Exercise - Set down exactly the lines below between the line holding "fn lookup(output: &Value, actual: &str)" and the line holding "AssertOperator::Contains => match", inclusive; no other line belongs in the answer.

Data to process -
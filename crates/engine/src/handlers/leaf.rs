//! Leaf nodes: Check, Assert, Echo and Sleep.

use std::cmp::Ordering;

use arbor_execution::{NodeError, ReportNode, ReportNodeStatus};
use arbor_plan::{AssertOperator, AssertParams, NodeKind, PlanNode};
use async_trait::async_trait;
use regex::Regex;
use serde_json::Value;

use crate::context::ExecutionContext;
use crate::convert;
use crate::error::EngineError;
use crate::handler::NodeHandler;
use crate::handlers::call::{CALL_REPORT, OUTPUT};
use crate::handlers::kind_mismatch;

/// Handler for [`NodeKind::Check`].
#[derive(Debug, Default, Clone, Copy)]
pub struct CheckHandler;

#[async_trait]
impl NodeHandler for CheckHandler {
    async fn execute(
        &self,
        ctx: &ExecutionContext,
        node: &PlanNode,
        report: &mut ReportNode,
    ) -> Result<ReportNodeStatus, EngineError> {
        let NodeKind::Check(params) = &node.kind else {
            return Err(kind_mismatch("check", node));
        };
        if ctx.eval_bool(&params.expression, "expression")? {
            return Ok(ReportNodeStatus::Passed);
        }
        let text = match &params.expression {
            arbor_plan::DynamicValue::Expression { expr } => expr.clone(),
            arbor_plan::DynamicValue::Literal { value } => value.to_string(),
        };
        report.fail(NodeError::business(format!("check failed: {text}")));
        Ok(ReportNodeStatus::Failed)
    }
}

/// Handler for [`NodeKind::Assert`].
///
/// Verifies the `output` of the enclosing keyword call. When that call did
/// not pass, the assertion is not evaluated and ends as `NoRun`.
#[derive(Debug, Default, Clone, Copy)]
pub struct AssertHandler;

#[async_trait]
impl NodeHandler for AssertHandler {
    async fn execute(
        &self,
        ctx: &ExecutionContext,
        node: &PlanNode,
        report: &mut ReportNode,
    ) -> Result<ReportNodeStatus, EngineError> {
        let NodeKind::Assert(params) = &node.kind else {
            return Err(kind_mismatch("assert", node));
        };
        if let Some(call) = ctx.scope().get(CALL_REPORT)
            && call.get("status").and_then(Value::as_str) != Some("passed")
        {
            return Ok(ReportNodeStatus::NoRun);
        }

        let expected = ctx.evaluate(&params.expected)?;
        let output = ctx.scope().get(OUTPUT).unwrap_or(Value::Null);
        let Some(actual) = lookup(&output, &params.actual) else {
            report.fail(NodeError::business(format!(
                "unable to find attribute '{}' in the output",
                params.actual
            )));
            return Ok(ReportNodeStatus::Failed);
        };
        report.input = Some(serde_json::json!({
            "actual": actual,
            "expected": expected,
        }));

        if apply(params.operator, &actual, &expected)? != params.negate {
            return Ok(ReportNodeStatus::Passed);
        }
        let message = match &params.custom_error_message {
            Some(custom) => ctx.eval_string(custom, "customErrorMessage")?,
            None => failure_message(params, &expected, &actual),
        };
        report.fail(NodeError::business(message));
        Ok(ReportNodeStatus::Failed)
    }
}

/// Resolve `actual` in `output`: a top-level key or a `$.a.b[0]` path.
fn lookup(output: &Value, actual: &str) -> Option<Value> {
    let Some(path) = actual.strip_prefix("$.") else {
        return output.get(actual).cloned();
    };
    let mut current = output;
    for segment in path.split('.') {
        let (key, indices) = match segment.find('[') {
            Some(at) => segment.split_at(at),
            None => (segment, ""),
        };
        if !key.is_empty() {
            current = current.get(key)?;
        }
        for index in indices.split('[').filter(|s| !s.is_empty()) {
            let index: usize = index.strip_suffix(']')?.parse().ok()?;
            current = current.get(index)?;
        }
    }
    Some(current.clone())
}

fn apply(operator: AssertOperator, actual: &Value, expected: &Value) -> Result<bool, EngineError> {
    let ordered = |accept: fn(Ordering) -> bool| {
        convert::compare(actual, expected).map(accept).ok_or_else(|| {
            EngineError::invalid_parameter(
                "expected",
                format!("cannot compare {actual} with {expected}"),
            )
        })
    };
    let texts = || match (convert::as_string(actual), convert::as_string(expected)) {
        (Some(a), Some(e)) => Ok((a, e)),
        _ => Err(EngineError::invalid_parameter(
            "expected",
            format!("{operator} needs text values, got {actual} and {expected}"),
        )),
    };

    Ok(match operator {
        AssertOperator::Equals => {
            convert::loosely_equal(actual, expected)
                || convert::as_string(actual).is_some_and(|a| Some(a) == convert::as_string(expected))
        }
        AssertOperator::Contains => match actual {
            Value::Array(items) => items.iter().any(|item| convert::loosely_equal(item, expected)),
            _ => {
                let (a, e) = texts()?;
                a.contains(&e)
            }
        },
        AssertOperator::BeginsWith => {
            let (a, e) = texts()?;
            a.starts_with(&e)
        }
        AssertOperator::EndsWith => {
            let (a, e) = texts()?;
            a.ends_with(&e)
        }
        AssertOperator::Matches => {
            let (a, e) = texts()?;
            let pattern = Regex::new(&format!("^(?:{e})$"))
                .map_err(|err| EngineError::invalid_parameter("expected", err.to_string()))?;
            pattern.is_match(&a)
        }
        AssertOperator::GreaterThan => ordered(Ordering::is_gt)?,
        AssertOperator::GreaterThanOrEquals => ordered(Ordering::is_ge)?,
        AssertOperator::LessThan => ordered(Ordering::is_lt)?,
        AssertOperator::LessThanOrEquals => ordered(Ordering::is_le)?,
        AssertOperator::IsNull => actual.is_null(),
    })
}

fn failure_message(params: &AssertParams, expected: &Value, actual: &Value) -> String {
    let not = if params.negate { "not " } else { "" };
    format!(
        "'{}' expected {not}{} '{}' but was '{}'",
        params.actual,
        params.operator,
        render(expected),
        render(actual),
    )
}

fn render(value: &Value) -> String {
    convert::as_string(value).unwrap_or_else(|| value.to_string())
}

/// Handler for [`NodeKind::Echo`]: log the text and keep it as output.
#[derive(Debug, Default, Clone, Copy)]
pub struct EchoHandler;

#[async_trait]
impl NodeHandler for EchoHandler {
    async fn execute(
        &self,
        ctx: &ExecutionContext,
        node: &PlanNode,
        report: &mut ReportNode,
    ) -> Result<ReportNodeStatus, EngineError> {
        let NodeKind::Echo(params) = &node.kind else {
            return Err(kind_mismatch("echo", node));
        };
        let text = ctx.evaluate(&params.text)?;
        tracing::info!(text = %render(&text), "echo");
        report.output = Some(text);
        Ok(ReportNodeStatus::Passed)
    }
}

/// Handler for [`NodeKind::Sleep`].
#[derive(Debug, Default, Clone, Copy)]
pub struct SleepHandler;

#[async_trait]
impl NodeHandler for SleepHandler {
    async fn execute(
        &self,
        ctx: &ExecutionContext,
        node: &PlanNode,
        _report: &mut ReportNode,
    ) -> Result<ReportNodeStatus, EngineError> {
        let NodeKind::Sleep(params) = &node.kind else {
            return Err(kind_mismatch("sleep", node));
        };
        let duration = ctx.eval_millis(&params.duration, "duration")?;
        if ctx.sleep(duration).await {
            Ok(ReportNodeStatus::Passed)
        } else {
            Ok(ReportNodeStatus::Interrupted)
        }
    }
}

#[cfg(test)]
mod tests {
    use super::*;
    use pretty_assertions::assert_eq;
    use rstest::rstest;
    use serde_json::json;

    #[rstest]
    #[case("total", Some(json!(12)))]
    #[case("$.total", Some(json!(12)))]
    #[case("$.customer.name", Some(json!("Ada")))]
    #[case("$.lines[1].sku", Some(json!("B-2")))]
    #[case("$.lines[7].sku", None)]
    #[case("missing", None)]
    fn lookup_paths(#[case] actual: &str, #[case] expected: Option<Value>) {
        let output = json!({
            "total": 12,
            "customer": {"name": "Ada"},
            "lines": [{"sku": "A-1"}, {"sku": "B-2"}],
        });
        assert_eq!(lookup(&output, actual), expected);
    }

    #[rstest]
    #[case(AssertOperator::Equals, json!("12"), json!(12), true)]
    #[case(AssertOperator::Contains, json!("order placed"), json!("placed"), true)]
    #[case(AssertOperator::Contains, json!([1, 2, 3]), json!(2), true)]
    #[case(AssertOperator::BeginsWith, json!("order placed"), json!("placed"), false)]
    #[case(AssertOperator::EndsWith, json!("order placed"), json!("placed"), true)]
    #[case(AssertOperator::Matches, json!("AB-123"), json!("[A-Z]+-\\d+"), true)]
    #[case(AssertOperator::Matches, json!("AB-123x"), json!("[A-Z]+-\\d+"), false)]
    #[case(AssertOperator::GreaterThan, json!(10), json!(9.5), true)]
    #[case(AssertOperator::LessThanOrEquals, json!("3"), json!(3), true)]
    #[case(AssertOperator::IsNull, json!(null), json!(null), true)]
    fn operators(
        #[case] operator: AssertOperator,
        #[case] actual: Value,
        #[case] expected: Value,
        #[case] holds: bool,
    ) {
        assert_eq!(apply(operator, &actual, &expected).unwrap(), holds);
    }

    #[test]
    fn incomparable_values_are_rejected() {
        let err = apply(AssertOperator::GreaterThan, &json!({"a": 1}), &json!(1)).unwrap_err();
        assert!(matches!(err, EngineError::InvalidParameter { .. }));
    }
}
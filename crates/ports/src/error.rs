//! Error types for port operations.
//!
//! Every port method returns `Result<_, PortsError>`. Drivers map their
//! internal errors into these variants so the engine can classify failures
//! without knowing the concrete backend.

use std::time::Duration;

/// Failure of a collaborator call.
///
/// [`is_retryable`](Self::is_retryable) separates transient agent trouble
/// from permanent errors; keyword calls report it in their error details.
#[derive(Debug, thiserror::Error)]
pub enum PortsError {
    /// A plan, keyword, data pool or report node does not exist.
    #[error("{entity} not found: {id}")]
    NotFound {
        /// What was looked up, e.g. `plan` or `function`.
        entity: String,
        /// Identifier that was looked up.
        id: String,
    },

    /// An expression could not be parsed or evaluated.
    #[error("expression `{expression}`: {message}")]
    Expression {
        /// The offending expression.
        expression: String,
        /// What went wrong.
        message: String,
    },

    /// No agent token matched the selection criteria.
    #[error("no token available for {criteria}")]
    TokenUnavailable {
        /// Rendered selection criteria.
        criteria: String,
    },

    /// Backend connection failure.
    #[error("connection error: {0}")]
    Connection(String),

    /// Serialization or deserialization failure.
    #[error("serialization error: {0}")]
    Serialization(String),

    /// Operation exceeded its timeout.
    #[error("timeout: {operation} after {duration:?}")]
    Timeout {
        /// Name of the operation that timed out.
        operation: String,
        /// How long was waited before giving up.
        duration: Duration,
    },

    /// Catch-all internal error.
    #[error("internal error: {0}")]
    Internal(String),
}

impl PortsError {
    /// Convenience constructor for [`PortsError::NotFound`].
    pub fn not_found(entity: impl Into<String>, id: impl Into<String>) -> Self {
        Self::NotFound {
            entity: entity.into(),
            id: id.into(),
        }
    }

    /// Convenience constructor for [`PortsError::Expression`].
    pub fn expression(expression: impl Into<String>, message: impl Into<String>) -> Self {
        Self::Expression {
            expression: expression.into(),
            message: message.into(),
        }
    }

    /// Convenience constructor for [`PortsError::Timeout`].
    pub fn timeout(operation: impl Into<String>, duration: Duration) -> Self {
        Self::Timeout {
            operation: operation.into(),
            duration,
        }
    }

    /// Returns `true` for transient errors a caller may retry.
    ///
    /// Currently [`Connection`](Self::Connection), [`Timeout`](Self::Timeout)
    /// and [`TokenUnavailable`](Self::TokenUnavailable).
    #[must_use]
    pub fn is_retryable(&self) -> bool {
        matches!(
            self,
            Self::Connection(_) | Self::Timeout { .. } | Self::TokenUnavailable { .. }
        )
    }
}

impl From<serde_json::Error> for PortsError {
    fn from(err: serde_json::Error) -> Self {
        Self::Serialization(err.to_string())
    }
}

#[cfg(test)]
mod tests {
    use super::*;
    use pretty_assertions::assert_eq;

    #[test]
    fn constructors_fill_the_fields() {
        let err = PortsError::timeout("call CreateOrder", Duration::from_millis(250));
        assert!(matches!(
            &err,
            PortsError::Timeout { operation, duration }
                if operation == "call CreateOrder" && *duration == Duration::from_millis(250)
        ));
        assert_eq!(err.to_string(), "timeout: call CreateOrder after 250ms");
        assert!(matches!(
            PortsError::not_found("plan", "login"),
            PortsError::NotFound { entity, id } if entity == "plan" && id == "login"
        ));
    }

    #[test]
    fn transient_errors_are_retryable() {
        assert!(PortsError::Connection("refused".into()).is_retryable());
        assert!(PortsError::timeout("op", Duration::from_secs(1)).is_retryable());
        assert!(
            PortsError::TokenUnavailable {
                criteria: "os=linux".into()
            }
            .is_retryable()
        );
    }

    #[test]
    fn permanent_errors_are_not_retryable() {
        assert!(!PortsError::not_found("X", "1").is_retryable());
        assert!(!PortsError::expression("a +", "unexpected end").is_retryable());
        assert!(!PortsError::Serialization("bad json".into()).is_retryable());
        assert!(!PortsError::Internal("oops".into()).is_retryable());
    }

    #[test]
    fn from_serde_json_error() {
        let serde_err = serde_json::from_str::<serde_json::Value>("not json").unwrap_err();
        let ports_err: PortsError = serde_err.into();
        assert!(matches!(ports_err, PortsError::Serialization(msg) if !msg.is_empty()));
    }

    #[test]
    fn display() {
        assert_eq!(
            PortsError::not_found("Plan", "p-1").to_string(),
            "Plan not found: p-1"
        );
        assert_eq!(
            PortsError::expression("a +", "unexpected end").to_string(),
            "expression `a +`: unexpected end"
        );
        assert_eq!(
            PortsError::Internal("something broke".into()).to_string(),
            "internal error: something broke"
        );
    }
}
//! Per-run phase and abort flag.

use chrono::{DateTime, Utc};
use parking_lot::RwLock;
use tokio_util::sync::CancellationToken;

use arbor_core::RunId;

use crate::error::ExecutionError;
use crate::status::RunStatus;
use crate::transition::validate_run_transition;

/// Shared state of a single run: its phase and its abort flag.
///
/// The abort flag is a [`CancellationToken`], so it is monotonic and every
/// intentional sleep in the engine can wait on it.
#[derive(Debug)]
pub struct RunState {
    run_id: RunId,
    status: RwLock<RunStatus>,
    /// Before `abort` the run was in this phase; `None` until aborted.
    aborted_from: RwLock<Option<RunStatus>>,
    cancellation: CancellationToken,
    started_at: DateTime<Utc>,
}

impl RunState {
    /// A run in `Initializing`.
    #[must_use]
    pub fn new(run_id: RunId) -> Self {
        Self::with_token(run_id, CancellationToken::new())
    }

    /// A run whose abort flag is `token`.
    #[must_use]
    pub fn with_token(run_id: RunId, token: CancellationToken) -> Self {
        Self {
            run_id,
            status: RwLock::new(RunStatus::Initializing),
            aborted_from: RwLock::new(None),
            cancellation: token,
            started_at: Utc::now(),
        }
    }

    /// Run id.
    #[must_use]
    pub fn run_id(&self) -> RunId {
        self.run_id
    }

    /// Current phase.
    #[must_use]
    pub fn status(&self) -> RunStatus {
        *self.status.read()
    }

    /// When the run state was created.
    #[must_use]
    pub fn started_at(&self) -> DateTime<Utc> {
        self.started_at
    }

    /// The abort token. Cancelled exactly when the run is aborted.
    #[must_use]
    pub fn cancellation(&self) -> &CancellationToken {
        &self.cancellation
    }

    /// Whether an abort was requested.
    #[must_use]
    pub fn is_aborted(&self) -> bool {
        self.cancellation.is_cancelled()
    }

    /// Move to `to`, validating the transition.
    ///
    /// While aborting, requests to move to a normal phase are folded into the
    /// drain: `Running` stays `Aborting`, `Exporting` and `Ended` proceed.
    pub fn transition(&self, to: RunStatus) -> Result<(), ExecutionError> {
        let mut status = self.status.write();
        if *status == RunStatus::Aborting && matches!(to, RunStatus::Importing | RunStatus::Running) {
            return Ok(());
        }
        validate_run_transition(*status, to)?;
        tracing::info!(run_id = %self.run_id, from = %*status, to = %to, "run transition");
        *status = to;
        Ok(())
    }

    /// Request an abort.
    ///
    /// Returns `false` when the run already ended or is already aborting;
    /// the call is then a no-op.
    pub fn abort(&self) -> bool {
        let mut status = self.status.write();
        if matches!(*status, RunStatus::Ended | RunStatus::Aborting) {
            return false;
        }
        *self.aborted_from.write() = Some(*status);
        tracing::info!(run_id = %self.run_id, from = %*status, "run aborting");
        *status = RunStatus::Aborting;
        self.cancellation.cancel();
        true
    }

    /// The phase the run was in when it was aborted.
    #[must_use]
    pub fn aborted_from(&self) -> Option<RunStatus> {
        *self.aborted_from.read()
    }
}
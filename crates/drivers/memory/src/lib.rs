#![forbid(unsafe_code)]
#![warn(missing_docs)]

//! # Arbor Memory Drivers
//!
//! In-memory implementations of every [`arbor_ports`] trait.
//!
//! - [`MemoryReportStore`] -- concurrent report node arena
//! - [`MemoryPlanStore`] -- plans by id and by name
//! - [`MemoryDataPoolFactory`] / [`VecDataPool`] -- inline and registered datasets
//! - [`SimpleEvaluator`] -- a small expression language over JSON values
//! - [`LocalFunctionService`] -- keywords backed by local closures
//!
//! Suitable for tests and single-process embedding where durability and
//! remote agents are not required.

pub mod expression;
pub mod function;
pub mod plan;
pub mod pool;
pub mod report;

pub use expression::SimpleEvaluator;
pub use function::LocalFunctionService;
pub use plan::MemoryPlanStore;
pub use pool::{MemoryDataPoolFactory, VecDataPool};
pub use report::MemoryReportStore;
//! In-process run metrics.
//!
//! The engine feeds a [`MetricsRegistry`] through its telemetry hook. Names
//! of the metrics it maintains are exported as constants so callers do not
//! spell them by hand. [`MetricsRegistry::snapshot`] freezes everything into
//! a serializable [`MetricsSnapshot`].

use std::collections::BTreeMap;
use std::sync::Arc;
use std::sync::atomic::{AtomicI64, AtomicU64, Ordering};

use parking_lot::{Mutex, RwLock};
use serde::Serialize;

/// Runs that entered `Running`.
pub const RUNS_STARTED: &str = "runs_started_total";
/// Runs that reached the end of `Exporting`.
pub const RUNS_ENDED: &str = "runs_ended_total";
/// Report nodes created.
pub const NODES_STARTED: &str = "nodes_started_total";
/// Report nodes finalized.
pub const NODES_FINISHED: &str = "nodes_finished_total";
/// Report nodes finalized as failed or technical error.
pub const NODES_FAILED: &str = "nodes_failed_total";
/// Report nodes finalized as interrupted.
pub const NODES_INTERRUPTED: &str = "nodes_interrupted_total";
/// Node durations in milliseconds.
pub const NODE_DURATION_MS: &str = "node_duration_ms";
/// Virtual users currently running.
pub const ACTIVE_USERS: &str = "active_users";

/// Monotonic counter.
#[derive(Debug, Clone, Default)]
pub struct Counter(Arc<AtomicU64>);

impl Counter {
    /// A counter at zero.
    #[must_use]
    pub fn new() -> Self {
        Self::default()
    }

    /// Add one.
    pub fn inc(&self) {
        self.inc_by(1);
    }

    /// Add `n`.
    pub fn inc_by(&self, n: u64) {
        self.0.fetch_add(n, Ordering::Relaxed);
    }

    /// Current value.
    #[must_use]
    pub fn get(&self) -> u64 {
        self.0.load(Ordering::Relaxed)
    }
}

/// Up/down gauge, e.g. live virtual users.
#[derive(Debug, Clone, Default)]
pub struct Gauge(Arc<AtomicI64>);

impl Gauge {
    /// A gauge at zero.
    #[must_use]
    pub fn new() -> Self {
        Self::default()
    }

    /// Add one.
    pub fn inc(&self) {
        self.0.fetch_add(1, Ordering::Relaxed);
    }

    /// Subtract one.
    pub fn dec(&self) {
        self.0.fetch_sub(1, Ordering::Relaxed);
    }

    /// Overwrite the value.
    pub fn set(&self, value: i64) {
        self.0.store(value, Ordering::Relaxed);
    }

    /// Current value.
    #[must_use]
    pub fn get(&self) -> i64 {
        self.0.load(Ordering::Relaxed)
    }
}

#[derive(Debug, Default, Clone, Copy)]
struct Summary {
    count: usize,
    sum: f64,
    min: Option<f64>,
    max: Option<f64>,
}

/// Running summary of observations: count, sum, min and max.
///
/// Observations are folded as they arrive, so memory stays constant however
/// long a load test runs.
#[derive(Debug, Clone, Default)]
pub struct Histogram(Arc<Mutex<Summary>>);

impl Histogram {
    /// An empty histogram.
    #[must_use]
    pub fn new() -> Self {
        Self::default()
    }

    /// Record one observation.
    pub fn observe(&self, value: f64) {
        let mut summary = self.0.lock();
        summary.count += 1;
        summary.sum += value;
        summary.min = Some(summary.min.map_or(value, |m| m.min(value)));
        summary.max = Some(summary.max.map_or(value, |m| m.max(value)));
    }

    /// Number of observations.
    #[must_use]
    pub fn count(&self) -> usize {
        self.0.lock().count
    }

    /// Sum of observations.
    #[must_use]
    pub fn sum(&self) -> f64 {
        self.0.lock().sum
    }

    /// Smallest observation.
    #[must_use]
    pub fn min(&self) -> Option<f64> {
        self.0.lock().min
    }

    /// Largest observation.
    #[must_use]
    pub fn max(&self) -> Option<f64> {
        self.0.lock().max
    }

    /// Arithmetic mean, if anything was observed.
    #[must_use]
    pub fn mean(&self) -> Option<f64> {
        let summary = *self.0.lock();
        (summary.count > 0).then(|| summary.sum / summary.count as f64)
    }

    fn snapshot(&self) -> HistogramSnapshot {
        let summary = *self.0.lock();
        HistogramSnapshot {
            count: summary.count,
            sum: summary.sum,
            min: summary.min,
            max: summary.max,
        }
    }
}

/// Frozen view of a [`Histogram`].
#[derive(Debug, Clone, PartialEq, Serialize)]
pub struct HistogramSnapshot {
    /// Number of observations.
    pub count: usize,
    /// Sum of observations.
    pub sum: f64,
    /// Smallest observation.
    pub min: Option<f64>,
    /// Largest observation.
    pub max: Option<f64>,
}

/// Frozen view of every metric in a registry, keyed by name.
#[derive(Debug, Clone, Default, PartialEq, Serialize)]
pub struct MetricsSnapshot {
    /// Counter values.
    pub counters: BTreeMap<String, u64>,
    /// Gauge values.
    pub gauges: BTreeMap<String, i64>,
    /// Histogram summaries.
    pub histograms: BTreeMap<String, HistogramSnapshot>,
}

/// Named metrics. Handles for the same name share one value.
///
/// Cloning the registry shares it.
#[derive(Debug, Clone, Default)]
pub struct MetricsRegistry {
    counters: Arc<RwLock<BTreeMap<String, Counter>>>,
    gauges: Arc<RwLock<BTreeMap<String, Gauge>>>,
    histograms: Arc<RwLock<BTreeMap<String, Histogram>>>,
}

fn get_or_create<M: Clone + Default>(table: &RwLock<BTreeMap<String, M>>, name: &str) -> M {
    if let Some(metric) = table.read().get(name) {
        return metric.clone();
    }
    table.write().entry(name.to_owned()).or_default().clone()
}

impl MetricsRegistry {
    /// An empty registry.
    #[must_use]
    pub fn new() -> Self {
        Self::default()
    }

    /// The counter called `name`, created on first use.
    pub fn counter(&self, name: &str) -> Counter {
        get_or_create(&self.counters, name)
    }

    /// The gauge called `name`, created on first use.
    pub fn gauge(&self, name: &str) -> Gauge {
        get_or_create(&self.gauges, name)
    }

    /// The histogram called `name`, created on first use.
    pub fn histogram(&self, name: &str) -> Histogram {
        get_or_create(&self.histograms, name)
    }

    /// Current values of every metric.
    #[must_use]
    pub fn snapshot(&self) -> MetricsSnapshot {
        MetricsSnapshot {
            counters: self
                .counters
                .read()
                .iter()
                .map(|(name, c)| (name.clone(), c.get()))
                .collect(),
            gauges: self
                .gauges
                .read()
                .iter()
                .map(|(name, g)| (name.clone(), g.get()))
                .collect(),
            histograms: self
                .histograms
                .read()
                .iter()
                .map(|(name, h)| (name.clone(), h.snapshot()))
                .collect(),
        }
    }
}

Result -
fn lookup(output: &Value, actual: &str) -> Option<Value> {
    let Some(path) = actual.strip_prefix("$.") else {
        return output.get(actual).cloned();
    };
    let mut current = output;
    for segment in path.split('.') {
        let (key, indices) = match segment.find('[') {
            Some(at) => segment.split_at(at),
            None => (segment, ""),
        };
        if !key.is_empty() {
            current = current.get(key)?;
        }
        for index in indices.split('[').filter(|s| !s.is_empty()) {
            let index: usize = index.strip_suffix(']')?.parse().ok()?;
            current = current.get(index)?;
        }
    }
    Some(current.clone())
}

fn apply(operator: AssertOperator, actual: &Value, expected: &Value) -> Result<bool, EngineError> {
    let ordered = |accept: fn(Ordering) -> bool| {
        convert::compare(actual, expected).map(accept).ok_or_else(|| {
            EngineError::invalid_parameter(
                "expected",
                format!("cannot compare {actual} with {expected}"),
            )
        })
    };
    let texts = || match (convert::as_string(actual), convert::as_string(expected)) {
        (Some(a), Some(e)) => Ok((a, e)),
        _ => Err(EngineError::invalid_parameter(
            "expected",
            format!("{operator} needs text values, got {actual} and {expected}"),
        )),
    };

    Ok(match operator {
        AssertOperator::Equals => {
            convert::loosely_equal(actual, expected)
                || convert::as_string(actual).is_some_and(|a| Some(a) == convert::as_string(expected))
        }
        AssertOperator::Contains => match actual {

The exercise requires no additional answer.